Parsing and regex for conditional logical string

I need tokenize a conditional string expression:

Arithmetic operators = +, -, *, /,%

Boolean operators: & &, ||

Conditional operators = ==,> =,>, <, <=, <,! =

Example expression: = (x + 3> 5 * y) && (z> = 3 || k! = X)

What I want is to tokenize this string = operators + operands.

Due to ">" and "> =" and "=" and "! =" [Contains the same line] I have problems with tokenization.

PS1 : I do not want to do complex lexical analysis. Just simply analyze if possible with explanatory expressions.

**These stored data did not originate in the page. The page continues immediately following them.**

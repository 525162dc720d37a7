//! # Vocabulary Snapshots

use std::fs::{self, File};
use std::io::{BufRead, BufReader, BufWriter, Lines, Write};
use std::path::{Path, PathBuf};

use base64::Engine as _;
use base64::engine::general_purpose::STANDARD;

use crate::errors::{WbResult, WordbookError};
use crate::types::{TokenType, WbHashMap};
use crate::vocab::WordVocab;

/// Magic first line of every snapshot.
pub const SNAPSHOT_MAGIC: &str = "wordbook/v1";

fn corrupt<S: Into<String>>(reason: S) -> WordbookError {
    WordbookError::Corrupt {
        reason: reason.into(),
    }
}

/// Save a vocabulary snapshot to a path.
///
/// The snapshot is written to a temporary sibling file and renamed into
/// place, so a crash mid-write leaves any previous snapshot intact.
///
/// ## Arguments
/// * `vocab` - The vocabulary to persist.
/// * `path` - The destination path; existing content is replaced.
pub fn save_vocab_path<T, P>(
    vocab: &WordVocab<T>,
    path: P,
) -> WbResult<()>
where
    T: TokenType,
    P: AsRef<Path>,
{
    let path = path.as_ref();

    let mut tmp_name = path.as_os_str().to_os_string();
    tmp_name.push(".tmp");
    let tmp = PathBuf::from(tmp_name);

    {
        let mut writer = BufWriter::new(File::create(&tmp)?);
        write_vocab(vocab, &mut writer)?;
        writer.flush()?;
    }
    fs::rename(&tmp, path)?;

    log::info!("vocab saved to {}", path.display());
    Ok(())
}

/// Load a vocabulary snapshot from a path.
///
/// ## Returns
/// The restored vocabulary, or:
/// * [`WordbookError::NotFound`] when `path` does not exist,
/// * [`WordbookError::Corrupt`] when the snapshot cannot be parsed or its
///   mappings are not mutual inverses.
pub fn load_vocab_path<T, P>(path: P) -> WbResult<WordVocab<T>>
where
    T: TokenType,
    P: AsRef<Path>,
{
    let path = path.as_ref();
    if !path.exists() {
        return Err(WordbookError::NotFound {
            path: path.to_path_buf(),
        });
    }

    let vocab = read_vocab(BufReader::new(File::open(path)?))?;

    log::info!("vocab loaded from {}", path.display());
    Ok(vocab)
}

/// Write a vocabulary snapshot to a writer.
pub fn write_vocab<T, W>(
    vocab: &WordVocab<T>,
    writer: &mut W,
) -> WbResult<()>
where
    T: TokenType,
    W: Write,
{
    writeln!(writer, "{SNAPSHOT_MAGIC}")?;

    writeln!(writer, "stoi {}", vocab.len())?;
    for (index, word) in vocab.words().enumerate() {
        writeln!(writer, "{} {index}", STANDARD.encode(word.as_bytes()))?;
    }

    writeln!(writer, "itos {}", vocab.len())?;
    for (index, word) in vocab.words().enumerate() {
        writeln!(writer, "{index} {}", STANDARD.encode(word.as_bytes()))?;
    }

    Ok(())
}

/// Read a vocabulary snapshot from a reader.
///
/// Parses both sections, then verifies the invariants before assembling
/// the vocabulary: ids contiguous in `[0, n)`, and `stoi`/`itos` mutual
/// inverses. Every violation is a [`WordbookError::Corrupt`].
pub fn read_vocab<T, R>(reader: R) -> WbResult<WordVocab<T>>
where
    T: TokenType,
    R: BufRead,
{
    let mut lines = reader.lines();

    let magic = next_line(&mut lines)?;
    if magic != SNAPSHOT_MAGIC {
        return Err(corrupt(format!("bad magic line: {magic:?}")));
    }

    let count = section_header(&mut lines, "stoi")?;
    let mut stoi: WbHashMap<String, usize> = WbHashMap::with_capacity(count);
    for _ in 0..count {
        let line = next_line(&mut lines)?;
        let (word, id) = parse_stoi_entry(&line)?;
        if stoi.insert(word, id).is_some() {
            return Err(corrupt(format!("duplicate word in stoi entry: {line:?}")));
        }
    }

    let itos_count = section_header(&mut lines, "itos")?;
    if itos_count != count {
        return Err(corrupt(format!(
            "stoi and itos disagree on size: {count} vs {itos_count}"
        )));
    }
    let mut itos: WbHashMap<usize, String> = WbHashMap::with_capacity(count);
    for _ in 0..count {
        let line = next_line(&mut lines)?;
        let (id, word) = parse_itos_entry(&line)?;
        if itos.insert(id, word).is_some() {
            return Err(corrupt(format!("duplicate id in itos entry: {line:?}")));
        }
    }

    if lines.next().transpose()?.is_some() {
        return Err(corrupt("trailing data after itos section"));
    }

    let mut forward = WbHashMap::with_capacity(count);
    let mut inverse = Vec::with_capacity(count);
    for index in 0..count {
        let word = itos
            .remove(&index)
            .ok_or_else(|| corrupt(format!("itos is missing id {index}")))?;
        if stoi.get(&word) != Some(&index) {
            return Err(corrupt(format!("stoi and itos disagree on {word:?}")));
        }

        let token = T::from_index(index)
            .ok_or(WordbookError::VocabCapacity { size: count })?;
        forward.insert(word.clone(), token);
        inverse.push(word);
    }

    Ok(WordVocab::from_parts(forward, inverse))
}

fn next_line<B: BufRead>(lines: &mut Lines<B>) -> WbResult<String> {
    match lines.next() {
        Some(line) => Ok(line?),
        None => Err(corrupt("truncated snapshot")),
    }
}

fn section_header<B: BufRead>(
    lines: &mut Lines<B>,
    name: &str,
) -> WbResult<usize> {
    let line = next_line(lines)?;
    let mut fields = line.split_whitespace();

    match (fields.next(), fields.next(), fields.next()) {
        (Some(section), Some(count), None) if section == name => count
            .parse()
            .map_err(|_| corrupt(format!("bad {name} section count: {count:?}"))),
        _ => Err(corrupt(format!(
            "expected {name} section header, got: {line:?}"
        ))),
    }
}

fn parse_stoi_entry(line: &str) -> WbResult<(String, usize)> {
    let mut fields = line.split_whitespace();
    match (fields.next(), fields.next(), fields.next()) {
        (Some(b64), Some(id), None) => Ok((decode_word(b64)?, parse_id(id)?)),
        _ => Err(corrupt(format!("malformed stoi entry: {line:?}"))),
    }
}

fn parse_itos_entry(line: &str) -> WbResult<(usize, String)> {
    let mut fields = line.split_whitespace();
    match (fields.next(), fields.next(), fields.next()) {
        (Some(id), Some(b64), None) => Ok((parse_id(id)?, decode_word(b64)?)),
        _ => Err(corrupt(format!("malformed itos entry: {line:?}"))),
    }
}

fn decode_word(b64: &str) -> WbResult<String> {
    let bytes = STANDARD
        .decode(b64)
        .map_err(|err| corrupt(format!("bad base64 word: {err}")))?;
    String::from_utf8(bytes).map_err(|_| corrupt("word is not valid UTF-8"))
}

fn parse_id(field: &str) -> WbResult<usize> {
    field
        .parse()
        .map_err(|_| corrupt(format!("bad id field: {field:?}")))
}

#[cfg(test)]
mod tests {
    use tempdir::TempDir;

    use super::*;

    fn b64(word: &str) -> String {
        STANDARD.encode(word.as_bytes())
    }

    fn test_snapshot_roundtrip<T: TokenType>() {
        let dir = TempDir::new("wordbook").unwrap();
        let path = dir.path().join("vocab.wb");

        let vocab =
            WordVocab::<T>::build("Once upon a time there was a small bird.").unwrap();
        save_vocab_path(&vocab, &path).unwrap();

        let loaded: WordVocab<T> = load_vocab_path(&path).unwrap();
        assert_eq!(vocab, loaded);
    }

    #[test]
    fn test_snapshot_roundtrip_u16() {
        test_snapshot_roundtrip::<u16>();
    }

    #[test]
    fn test_snapshot_roundtrip_u32() {
        test_snapshot_roundtrip::<u32>();
    }

    #[test]
    fn test_empty_snapshot_roundtrip() {
        let mut buf = Vec::new();
        let vocab = WordVocab::<u32>::build("").unwrap();

        write_vocab(&vocab, &mut buf).unwrap();
        let loaded: WordVocab<u32> = read_vocab(buf.as_slice()).unwrap();

        assert_eq!(vocab, loaded);
        assert!(loaded.is_empty());
    }

    #[test]
    fn test_save_overwrites() {
        let dir = TempDir::new("wordbook").unwrap();
        let path = dir.path().join("vocab.wb");

        let old = WordVocab::<u32>::build("stale words here").unwrap();
        save_vocab_path(&old, &path).unwrap();

        let new = WordVocab::<u32>::build("The bird flew high.").unwrap();
        save_vocab_path(&new, &path).unwrap();

        let loaded: WordVocab<u32> = load_vocab_path(&path).unwrap();
        assert_eq!(new, loaded);
    }

    #[test]
    fn test_load_missing() {
        let dir = TempDir::new("wordbook").unwrap();
        let path = dir.path().join("nope.wb");

        let err = load_vocab_path::<u32, _>(&path).unwrap_err();
        assert!(matches!(err, WordbookError::NotFound { .. }));
    }

    #[test]
    fn test_load_garbage() {
        let err = read_vocab::<u32, _>("not a snapshot\n".as_bytes()).unwrap_err();
        assert!(matches!(err, WordbookError::Corrupt { .. }));
    }

    #[test]
    fn test_load_truncated() {
        let text = format!("{SNAPSHOT_MAGIC}\nstoi 2\n{} 0\n", b64("bird"));
        let err = read_vocab::<u32, _>(text.as_bytes()).unwrap_err();
        assert!(matches!(err, WordbookError::Corrupt { .. }));
    }

    #[test]
    fn test_load_disagreeing_mappings() {
        // stoi says bird=0/the=1; itos swaps them.
        let text = format!(
            "{SNAPSHOT_MAGIC}\nstoi 2\n{bird} 0\n{the} 1\nitos 2\n0 {the}\n1 {bird}\n",
            bird = b64("bird"),
            the = b64("the"),
        );

        let err = read_vocab::<u32, _>(text.as_bytes()).unwrap_err();
        assert!(matches!(err, WordbookError::Corrupt { .. }));
    }

    #[test]
    fn test_load_gap_in_ids() {
        let text = format!(
            "{SNAPSHOT_MAGIC}\nstoi 2\n{bird} 0\n{the} 2\nitos 2\n0 {bird}\n2 {the}\n",
            bird = b64("bird"),
            the = b64("the"),
        );

        let err = read_vocab::<u32, _>(text.as_bytes()).unwrap_err();
        assert!(matches!(err, WordbookError::Corrupt { .. }));
    }

    #[test]
    fn test_load_narrow_token_type() {
        // A snapshot wider than the token type fails rather than wrapping.
        let vocab = WordVocab::<u32>::build(
            &(0..300).map(|i| format!("w{i}")).collect::<Vec<_>>().join(" "),
        )
        .unwrap();

        let mut buf = Vec::new();
        write_vocab(&vocab, &mut buf).unwrap();

        let err = read_vocab::<u8, _>(buf.as_slice()).unwrap_err();
        assert!(matches!(err, WordbookError::VocabCapacity { size: 300 }));
    }
}
//! # Text Segmentation
//!
//! This module exists to factor out word splitting.
//!
//! The split policy is deliberately simple: lowercase fold, then split on
//! runs of whitespace. Punctuation stays attached to its neighboring word
//! (`"high."` is one word). There is no sub-word segmentation.

mod whitespace_segmenter;

#[doc(inline)]
pub use whitespace_segmenter::*;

PS2: Or, in other words, I'm looking for a regular expression that is given a figurative expression wihout whitespace =

(x+3>5*y)&&(z>=3 || k!=x) 

and will produce each token, separated by a space, for example:

 ( x + 3 > 5 * y ) && ( z >= 3 || k != x ) 
+4
source share
2 answers

Not a regular expression, but a basic tokenizer that can just work (note that you do not need to do string.Join - you can use IEnumerable<string> via foreach ):

 using System; using System.Collections.Generic; using System.Linq; using System.Text; static class Program { static void Main() { // and will produce each token is separated with a white space like : ( x + 3 > 5 * y ) && ( z >= 3 || k != x ) string recombined = string.Join(" ", Tokenize("(x+3>5*y)&&(z>=3 || k!=x)")); // output: ( x + 3 > 5 * y ) && ( z >= 3 || k != x ) } public static IEnumerable<string> Tokenize(string input) { var buffer = new StringBuilder(); foreach (char c in input) { if (char.IsWhiteSpace(c)) { if (buffer.Length > 0) { yield return Flush(buffer); } continue; // just skip whitespace } if (IsOperatorChar(c)) { if (buffer.Length > 0) { // we have back-buffer; could be a>b, but could be >= // need to check if there is a combined operator candidate if (!CanCombine(buffer, c)) { yield return Flush(buffer); } } buffer.Append(c); continue; } // so here, the new character is *not* an operator; if we have // a back-buffer that *is* operators, yield that if (buffer.Length > 0 && IsOperatorChar(buffer[0])) { yield return Flush(buffer); } // append buffer.Append(c); } // out of chars... anything left? if (buffer.Length != 0) yield return Flush(buffer); } static string Flush(StringBuilder buffer) { string s = buffer.ToString(); buffer.Clear(); return s; } static readonly string[] operators = { "+", "-", "*", "/", "%", "=", "&&", "||", "==", ">=", ">", "<", "<=", "!=", "(",")" }; static readonly char[] opChars = operators.SelectMany(x => x.ToCharArray()).Distinct().ToArray(); static bool IsOperatorChar(char newChar) { return Array.IndexOf(opChars, newChar) >= 0; } static bool CanCombine(StringBuilder buffer, char c) { foreach (var op in operators) { if (op.Length <= buffer.Length) continue; // check starts with same plus this one bool startsWith = true; for (int i = 0; i < buffer.Length; i++) { if (op[i] != buffer[i]) { startsWith = false; break; } } if (startsWith && op[buffer.Length] == c) return true; } return false; } } 
+4
source

If you can predefine all the statements you are going to use, something like this might work for you.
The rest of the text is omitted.